A week of record-breaking rainfall around the globe continued yesterday when an incredible 600 mm, 24 inches of rain drenched Maharashtra India in just 24 hours killing at least 110 people with many more people missing.

Most of the deaths came from landslides, hundreds of villages were overwhelmed, sweeping away houses and leaving residents stranded according to the BBC.

The incredible deluge was the heaviest spell of rain in the area for decades. India is enduring its monsoon season but this amount of rain has not been witnessed by a generation.

Extreme weather continues to wreak havoc across the planet with farmers, agriculture, wildlife, and humans all taking a hit on the chin from the unusually bad weather.

Unusual and unseasonal cold, record-breaking heat and droughts, wildfires, and killer floods are creating absolute havoc in the summer of 2021 as climate change becomes, "CLIMATE CHANGED!"

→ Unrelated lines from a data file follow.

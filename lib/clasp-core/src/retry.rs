//! Retry capability.

use std::sync::Arc;
use std::time::Duration;

use crate::Error;

/// Capability deciding whether a failed attempt should be retried.
pub trait Retry: Send + Sync {
    /// Given the attempt number (1-based, counting the attempt that just
    /// failed) and its error, return how long to wait before retrying, or
    /// `None` to give up.
    fn backoff(&self, attempt: u32, error: &Error) -> Option<Duration>;
}

/// Shared handle to a [`Retry`] policy.
pub type SharedRetry = Arc<dyn Retry>;

/// Produces per-service retry policies.
///
/// When configured, a load-balanced client is decorated with the policy this
/// factory creates for its service name.
pub trait RetryFactory: Send + Sync {
    /// Create a retry policy for the named service.
    fn create(&self, service_name: &str) -> SharedRetry;
}

/// Shared handle to a [`RetryFactory`].
pub type SharedRetryFactory = Arc<dyn RetryFactory>;

/// The default policy: never retry.
#[derive(Debug, Clone, Copy, Default)]
pub struct NeverRetry;

impl Retry for NeverRetry {
    fn backoff(&self, _attempt: u32, _error: &Error) -> Option<Duration> {
        None
    }
}

/// Fixed-delay policy retrying connection errors, timeouts, and 5xx
/// responses up to `max_attempts` total attempts.
#[derive(Debug, Clone, Copy)]
pub struct FixedBackoff {
    max_attempts: u32,
    delay: Duration,
}

impl FixedBackoff {
    /// Create a policy allowing `max_attempts` total attempts with a fixed
    /// delay between them.
    #[must_use]
    pub const fn new(max_attempts: u32, delay: Duration) -> Self {
        Self {
            max_attempts,
            delay,
        }
    }

    fn is_retryable(error: &Error) -> bool {
        error.is_connection() || error.is_timeout() || error.is_server_error()
    }
}

impl Retry for FixedBackoff {
    fn backoff(&self, attempt: u32, error: &Error) -> Option<Duration> {
        if attempt >= self.max_attempts || !Self::is_retryable(error) {
            return None;
        }
        Some(self.delay)
    }
}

Flooding alone has killed hundreds of people in Germany, Belgium, China, India, New Zealand, Netherlands, Switzerland, Austria, the UK, Iran, Dubai, Yemen, and Turkey just this month, with four of the world's biggest subway services taken out recently by flooding in London when a month's worth of rain fell on the capital in a couple of hours. New York, when Tropical Storm Elsa, the earliest-forming fifth named storm on record over the Atlantic Ocean drenched the eastern coast of the US. And China, Zhengzhou saw 624 mm of rainfall on Tuesday, with a third of that amount falling between 16:00 and 17:00 alone, which "smashed historical records". Hundreds of people became trapped in the Zhengzhou underground. Yesterday the Mumbai underground in India was also flooded.

Hundreds of massive wildfires are now burning in the US, Canada, the Amazon, and Syberia all sparked by burning heat or drought.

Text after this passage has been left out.